• **What you are asked to do**
Would you please copy each line of the data in which the string "parse" occurs?

[Records drawn from a dataset]

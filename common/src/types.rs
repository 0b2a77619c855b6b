//! 監査の型定義
//!
//! CLIとエクスポータで共有される型:
//! - Detection: 検出器の出力（形状ラベル + 信頼度）
//! - AuditResult: 1画像ぶんの純度評価
//! - AuditRecord: 画像メタデータ付きの監査結果（台帳の1行）

use serde::{Deserialize, Serialize};
use std::fmt;

/// 検出器が返す1粒ぶんの検出結果
#[derive(Debug, Clone, Default, PartialEq, Serialize, Deserialize)]
#[serde(rename_all = "camelCase")]
pub struct Detection {
    /// 形状ラベル ("premium" / "mid" / "medium" / "low")
    pub label: String,

    #[serde(default = "default_confidence")]
    pub confidence: f32,

    /// バウンディングボックス [x1, y1, x2, y2]（px）
    #[serde(default, skip_serializing_if = "Option::is_none")]
    pub bbox: Option<[f32; 4]>,
}

fn default_confidence() -> f32 {
    1.0
}

impl Detection {
    pub fn new(label: impl Into<String>, confidence: f32) -> Self {
        Self {
            label: label.into(),
            confidence,
            bbox: None,
        }
    }
}

/// 利用モード
#[derive(Debug, Clone, Copy, Default, PartialEq, Eq, Serialize, Deserialize)]
#[serde(rename_all = "snake_case")]
pub enum UserMode {
    /// 一般消費者向け（>85 で合格）
    #[default]
    Consumer,
    /// 精米所監査向け（>=90 で認証）
    Industry,
}

impl std::str::FromStr for UserMode {
    type Err = String;

    fn from_str(s: &str) -> Result<Self, Self::Err> {
        match s.to_lowercase().as_str() {
            "consumer" | "c" => Ok(UserMode::Consumer),
            "industry" | "audit" | "industry-audit" | "i" => Ok(UserMode::Industry),
            _ => Err(format!("Unknown mode: {}. Use consumer or industry", s)),
        }
    }
}

impl fmt::Display for UserMode {
    fn fmt(&self, f: &mut fmt::Formatter<'_>) -> fmt::Result {
        match self {
            UserMode::Consumer => write!(f, "consumer"),
            UserMode::Industry => write!(f, "industry"),
        }
    }
}

/// 判定結果
#[derive(Debug, Clone, Copy, PartialEq, Eq, Serialize, Deserialize)]
#[serde(rename_all = "snake_case")]
pub enum Verdict {
    /// 検出数が10粒未満（純度は算出しない）
    InsufficientSample,
    Excellent,
    Average,
    LowQuality,
    Certified,
    Reject,
}

impl Verdict {
    /// 一般消費者向けの閾値
    pub fn consumer(purity: f64) -> Self {
        if purity > 85.0 {
            Verdict::Excellent
        } else if purity > 70.0 {
            Verdict::Average
        } else {
            Verdict::LowQuality
        }
    }

    /// 監査向けの閾値（消費者向けより厳しい）
    pub fn industry(purity: f64) -> Self {
        if purity < 90.0 {
            Verdict::Reject
        } else {
            Verdict::Certified
        }
    }

    pub fn for_mode(mode: UserMode, purity: f64) -> Self {
        match mode {
            UserMode::Consumer => Self::consumer(purity),
            UserMode::Industry => Self::industry(purity),
        }
    }

    pub fn label(&self) -> &'static str {
        match self {
            Verdict::InsufficientSample => "OBJECT NOT RECOGNIZED",
            Verdict::Excellent => "EXCELLENT QUALITY",
            Verdict::Average => "AVERAGE QUALITY",
            Verdict::LowQuality => "LOW QUALITY / ADULTERATED",
            Verdict::Certified => "CERTIFIED",
            Verdict::Reject => "REJECT",
        }
    }

    /// 合格扱いかどうか
    pub fn is_approved(&self) -> bool {
        matches!(self, Verdict::Excellent | Verdict::Certified)
    }

    /// カード・PDFの帯色 (RGB)
    pub fn color(&self) -> [u8; 3] {
        match self {
            Verdict::Excellent | Verdict::Certified => [0x00, 0xC8, 0x53],
            Verdict::Average => [0xFF, 0xB3, 0x00],
            Verdict::LowQuality | Verdict::Reject => [0xE5, 0x39, 0x35],
            Verdict::InsufficientSample => [0x75, 0x75, 0x75],
        }
    }
}

impl fmt::Display for Verdict {
    fn fmt(&self, f: &mut fmt::Formatter<'_>) -> fmt::Result {
        f.write_str(self.label())
    }
}

/// 1画像ぶんの純度評価
///
/// `target_count + adulterant_count == total` を常に満たす。
#[derive(Debug, Clone, PartialEq, Serialize, Deserialize)]
#[serde(rename_all = "camelCase")]
pub struct AuditResult {
    pub total: usize,
    pub target_count: usize,
    pub adulterant_count: usize,
    /// 非対象のうち "low" 以外（他品種混入）
    pub wrong_variety_count: usize,
    /// 非対象のうち "low"（砕米・粉）
    pub broken_count: usize,
    /// 棄却時は None
    pub purity_percent: Option<f64>,
    pub verdict: Verdict,
}

impl AuditResult {
    pub fn is_rejected(&self) -> bool {
        self.verdict == Verdict::InsufficientSample
    }

    pub fn adulteration_percent(&self) -> Option<f64> {
        self.purity_percent.map(|p| 100.0 - p)
    }

    /// 表示用メッセージ
    pub fn message(&self) -> String {
        match self.verdict {
            Verdict::InsufficientSample => format!(
                "OBJECT NOT RECOGNIZED: only {} shapes detected. Valid audit requires 10+ grains.",
                self.total
            ),
            Verdict::Excellent => "EXCELLENT QUALITY. Matches standards.".to_string(),
            Verdict::Average => "AVERAGE QUALITY. Mixed sizes detected.".to_string(),
            Verdict::LowQuality => "LOW QUALITY / ADULTERATED.".to_string(),
            Verdict::Certified => "CERTIFIED: Batch meets export standards.".to_string(),
            Verdict::Reject => format!(
                "REJECT: Adulteration {:.1}% exceeds limit.",
                self.adulteration_percent().unwrap_or(100.0)
            ),
        }
    }
}

/// 監査台帳の1行
#[derive(Debug, Clone, PartialEq, Serialize, Deserialize)]
#[serde(rename_all = "camelCase")]
pub struct AuditRecord {
    pub file_name: String,

    /// 画像ファイルの絶対パス（PDF・カード出力時に使用）
    #[serde(default)]
    pub file_path: String,

    /// 撮影日時（EXIF DateTimeOriginal）
    #[serde(default)]
    pub date: String,

    /// 照合した基準の表示名
    pub standard: String,

    #[serde(default)]
    pub mode: UserMode,

    pub result: AuditResult,
}

#[cfg(test)]
mod tests {
    use super::*;

    #[test]
    fn test_consumer_thresholds() {
        assert_eq!(Verdict::consumer(86.0), Verdict::Excellent);
        assert_eq!(Verdict::consumer(85.0), Verdict::Average);
        assert_eq!(Verdict::consumer(75.0), Verdict::Average);
        assert_eq!(Verdict::consumer(70.0), Verdict::LowQuality);
        assert_eq!(Verdict::consumer(50.0), Verdict::LowQuality);
    }

    #[test]
    fn test_industry_thresholds() {
        assert_eq!(Verdict::industry(95.0), Verdict::Certified);
        assert_eq!(Verdict::industry(90.0), Verdict::Certified);
        assert_eq!(Verdict::industry(89.9), Verdict::Reject);
    }

    #[test]
    fn test_thresholds_differ_between_modes() {
        // 88% は消費者向けでは合格、監査向けでは不合格
        assert!(Verdict::for_mode(UserMode::Consumer, 88.0).is_approved());
        assert!(!Verdict::for_mode(UserMode::Industry, 88.0).is_approved());
    }

    #[test]
    fn test_user_mode_from_str() {
        assert_eq!("Consumer".parse::<UserMode>().unwrap(), UserMode::Consumer);
        assert_eq!("industry".parse::<UserMode>().unwrap(), UserMode::Industry);
        assert_eq!("audit".parse::<UserMode>().unwrap(), UserMode::Industry);
        assert!("retail".parse::<UserMode>().is_err());
    }

    #[test]
    fn test_detection_deserialize_defaults() {
        let json = r#"{"label": "premium"}"#;
        let det: Detection = serde_json::from_str(json).expect("デシリアライズ失敗");
        assert_eq!(det.label, "premium");
        assert_eq!(det.confidence, 1.0);
        assert!(det.bbox.is_none());
    }

    #[test]
    fn test_reject_message_reports_adulteration() {
        let result = AuditResult {
            total: 10,
            target_count: 8,
            adulterant_count: 2,
            wrong_variety_count: 1,
            broken_count: 1,
            purity_percent: Some(80.0),
            verdict: Verdict::Reject,
        };
        assert_eq!(result.message(), "REJECT: Adulteration 20.0% exceeds limit.");
    }

    #[test]
    fn test_audit_record_serialize() {
        let record = AuditRecord {
            file_name: "sample.jpg".to_string(),
            file_path: String::new(),
            date: String::new(),
            standard: "Basmati (Premium)".to_string(),
            mode: UserMode::Industry,
            result: AuditResult {
                total: 3,
                target_count: 3,
                adulterant_count: 0,
                wrong_variety_count: 0,
                broken_count: 0,
                purity_percent: None,
                verdict: Verdict::InsufficientSample,
            },
        };

        let json = serde_json::to_string(&record).expect("シリアライズ失敗");
        assert!(json.contains("\"fileName\":\"sample.jpg\""));
        assert!(json.contains("\"mode\":\"industry\""));
        assert!(json.contains("\"verdict\":\"insufficient_sample\""));
        assert!(json.contains("\"purityPercent\":null"));
    }
}
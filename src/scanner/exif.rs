use std::fs::File;
use std::io::BufReader;
use std::path::Path;

pub fn extract_date(path: &Path) -> Result<String, Box<dyn std::error::Error>> {
    let file = File::open(path)?;
    let mut bufreader = BufReader::new(file);
    let exif_reader = exif::Reader::new();
    let exif = exif_reader.read_from_container(&mut bufreader)?;

    // DateTimeOriginal → DateTime の順に探す
    for tag in [exif::Tag::DateTimeOriginal, exif::Tag::DateTime] {
        if let Some(field) = exif.get_field(tag, exif::In::PRIMARY) {
            return Ok(field.display_value().to_string());
        }
    }

    Err("No date found in EXIF".into())
}
pub mod audit;
pub mod cli;
pub mod config;
pub mod detector;
pub mod error;
pub mod export;
pub mod scanner;
pub mod selector;
mod exif;

use crate::error::{Result, VerigrainError};
use std::path::{Path, PathBuf};
use walkdir::WalkDir;

#[derive(Debug, Clone)]
pub struct ImageInfo {
    pub path: PathBuf,
    pub file_name: String,
    pub date: Option<String>,
}

impl ImageInfo {
    pub fn from_path(path: &Path) -> Self {
        let file_name = path
            .file_name()
            .map(|n| n.to_string_lossy().to_string())
            .unwrap_or_default();

        let date = exif::extract_date(path)
            .map_err(|e| log::debug!("EXIF日時なし {}: {}", path.display(), e))
            .ok();

        Self {
            path: path.to_path_buf(),
            file_name,
            date,
        }
    }
}

const IMAGE_EXTENSIONS: &[&str] = &["jpg", "jpeg", "png"];

fn is_image_extension(ext: &str) -> bool {
    IMAGE_EXTENSIONS.contains(&ext.to_lowercase().as_str())
}

fn is_image_file(path: &Path) -> bool {
    path.is_file()
        && path
            .extension()
            .map(|ext| is_image_extension(&ext.to_string_lossy()))
            .unwrap_or(false)
}

/// 画像ファイル1枚、またはフォルダ内の画像を列挙
pub fn scan_path(path: &Path, recursive: bool) -> Result<Vec<ImageInfo>> {
    if path.is_file() {
        if !is_image_file(path) {
            return Err(VerigrainError::ImageLoad(format!(
                "対応していない形式です (jpg/jpeg/png): {}",
                path.display()
            )));
        }
        return Ok(vec![ImageInfo::from_path(path)]);
    }

    scan_folder(path, recursive)
}

pub fn scan_folder(folder: &Path, recursive: bool) -> Result<Vec<ImageInfo>> {
    if !folder.exists() {
        return Err(VerigrainError::FolderNotFound(folder.display().to_string()));
    }

    let max_depth = if recursive { usize::MAX } else { 1 };

    let mut images: Vec<ImageInfo> = WalkDir::new(folder)
        .max_depth(max_depth)
        .into_iter()
        .filter_map(|e| e.ok())
        .filter(|entry| is_image_file(entry.path()))
        .map(|entry| ImageInfo::from_path(entry.path()))
        .collect();

    // ファイル名でソート
    images.sort_by(|a, b| a.file_name.cmp(&b.file_name));

    Ok(images)
}
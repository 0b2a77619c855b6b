//! Excel台帳生成（共通ライブラリ）
//!
//! 1画像1行の監査台帳と集計シートを生成

use crate::report::{format_date, LEDGER_HEADERS};
use crate::types::AuditRecord;
use rust_xlsxwriter::*;

/// 台帳をバッファに生成
pub fn generate_ledger_buffer(records: &[AuditRecord], title: &str) -> Result<Vec<u8>, String> {
    let mut workbook = Workbook::new();

    let header_format = Format::new()
        .set_bold()
        .set_font_color(Color::RGB(0x000000))
        .set_background_color(Color::RGB(0x00FF00))
        .set_align(FormatAlign::Center)
        .set_border(FormatBorder::Thin);

    let text_format = Format::new()
        .set_border(FormatBorder::Hair)
        .set_border_color(Color::RGB(0xCCCCCC));

    let number_format = Format::new()
        .set_num_format("0.0")
        .set_border(FormatBorder::Hair)
        .set_border_color(Color::RGB(0xCCCCCC));

    let approved_format = text_format.clone().set_font_color(Color::RGB(0x00A040)).set_bold();
    let failed_format = text_format.clone().set_font_color(Color::RGB(0xE53935)).set_bold();

    // 台帳シート
    let worksheet = workbook.add_worksheet();
    worksheet.set_name("Audits")
        .map_err(|e| format!("シート名設定エラー: {}", e))?;

    for (col, header) in LEDGER_HEADERS.iter().enumerate() {
        worksheet.write_string_with_format(0, col as u16, *header, &header_format)
            .map_err(|e| format!("見出し書き込みエラー: {}", e))?;
    }
    worksheet.set_column_width(0, 28)
        .map_err(|e| format!("列幅設定エラー: {}", e))?;
    worksheet.set_column_width(2, 22)
        .map_err(|e| format!("列幅設定エラー: {}", e))?;
    worksheet.set_column_width(9, 28)
        .map_err(|e| format!("列幅設定エラー: {}", e))?;
    worksheet.set_freeze_panes(1, 0)
        .map_err(|e| format!("固定枠設定エラー: {}", e))?;

    for (idx, record) in records.iter().enumerate() {
        let row = idx as u32 + 1;
        let result = &record.result;

        let date = format_date(&record.date);
        let mode = record.mode.to_string();
        let cells: [(u16, &str); 4] = [
            (0, record.file_name.as_str()),
            (1, date.as_str()),
            (2, record.standard.as_str()),
            (3, mode.as_str()),
        ];
        for (col, value) in cells {
            worksheet.write_string_with_format(row, col, value, &text_format)
                .map_err(|e| format!("値書き込みエラー: {}", e))?;
        }

        let counts = [
            result.total,
            result.target_count,
            result.wrong_variety_count,
            result.broken_count,
        ];
        for (offset, count) in counts.iter().enumerate() {
            worksheet.write_number_with_format(row, 4 + offset as u16, *count as f64, &text_format)
                .map_err(|e| format!("値書き込みエラー: {}", e))?;
        }

        // 棄却時は純度セルを空欄
        match result.purity_percent {
            Some(purity) => worksheet.write_number_with_format(row, 8, purity, &number_format),
            None => worksheet.write_blank(row, 8, &number_format),
        }
        .map_err(|e| format!("純度書き込みエラー: {}", e))?;

        let verdict_format = if result.verdict.is_approved() {
            &approved_format
        } else {
            &failed_format
        };
        worksheet.write_string_with_format(row, 9, result.verdict.label(), verdict_format)
            .map_err(|e| format!("判定書き込みエラー: {}", e))?;
    }

    // 集計シート
    let summary = workbook.add_worksheet();
    summary.set_name("Summary")
        .map_err(|e| format!("シート名設定エラー: {}", e))?;
    summary.set_column_width(0, 24)
        .map_err(|e| format!("列幅設定エラー: {}", e))?;

    let audited = records.len();
    let rejected = records.iter().filter(|r| r.result.is_rejected()).count();
    let approved = records.iter().filter(|r| r.result.verdict.is_approved()).count();

    summary.write_string_with_format(0, 0, title, &header_format)
        .map_err(|e| format!("タイトル書き込みエラー: {}", e))?;
    let rows: [(&str, f64); 3] = [
        ("Samples audited", audited as f64),
        ("Insufficient samples", rejected as f64),
        ("Approved", approved as f64),
    ];
    for (idx, (label, value)) in rows.iter().enumerate() {
        let row = idx as u32 + 1;
        summary.write_string_with_format(row, 0, *label, &text_format)
            .map_err(|e| format!("集計書き込みエラー: {}", e))?;
        summary.write_number_with_format(row, 1, *value, &text_format)
            .map_err(|e| format!("集計書き込みエラー: {}", e))?;
    }

    workbook.save_to_buffer()
        .map_err(|e| format!("Excel保存エラー: {}", e))
}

• **Reply**
        assert_eq!("Consumer".parse::<UserMode>().unwrap(), UserMode::Consumer);
        assert_eq!("industry".parse::<UserMode>().unwrap(), UserMode::Industry);
        assert_eq!("audit".parse::<UserMode>().unwrap(), UserMode::Industry);
        assert!("retail".parse::<UserMode>().is_err());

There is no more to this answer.